§ What is being asked:
Please return the lines of the data below, word for word, from the first line through the line containing "pub fn config_dir()".

§ Input for this task:
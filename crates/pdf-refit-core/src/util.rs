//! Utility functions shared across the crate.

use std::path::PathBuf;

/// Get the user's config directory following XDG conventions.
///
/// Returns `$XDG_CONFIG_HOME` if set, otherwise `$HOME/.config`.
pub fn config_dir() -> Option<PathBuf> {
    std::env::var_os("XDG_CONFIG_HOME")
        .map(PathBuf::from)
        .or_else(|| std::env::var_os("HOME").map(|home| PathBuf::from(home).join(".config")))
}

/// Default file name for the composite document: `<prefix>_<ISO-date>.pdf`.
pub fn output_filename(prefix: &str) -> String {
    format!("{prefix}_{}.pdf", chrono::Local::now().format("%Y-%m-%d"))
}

§ Response for this exercise:
filename crates/pdf-refit-core/src/util.rs
//! Utility functions shared across the crate.

use std::path::PathBuf;

/// Get the user's config directory following XDG conventions.
///
/// Returns `$XDG_CONFIG_HOME` if set, otherwise `$HOME/.config`.
pub fn config_dir() -> Option<PathBuf> {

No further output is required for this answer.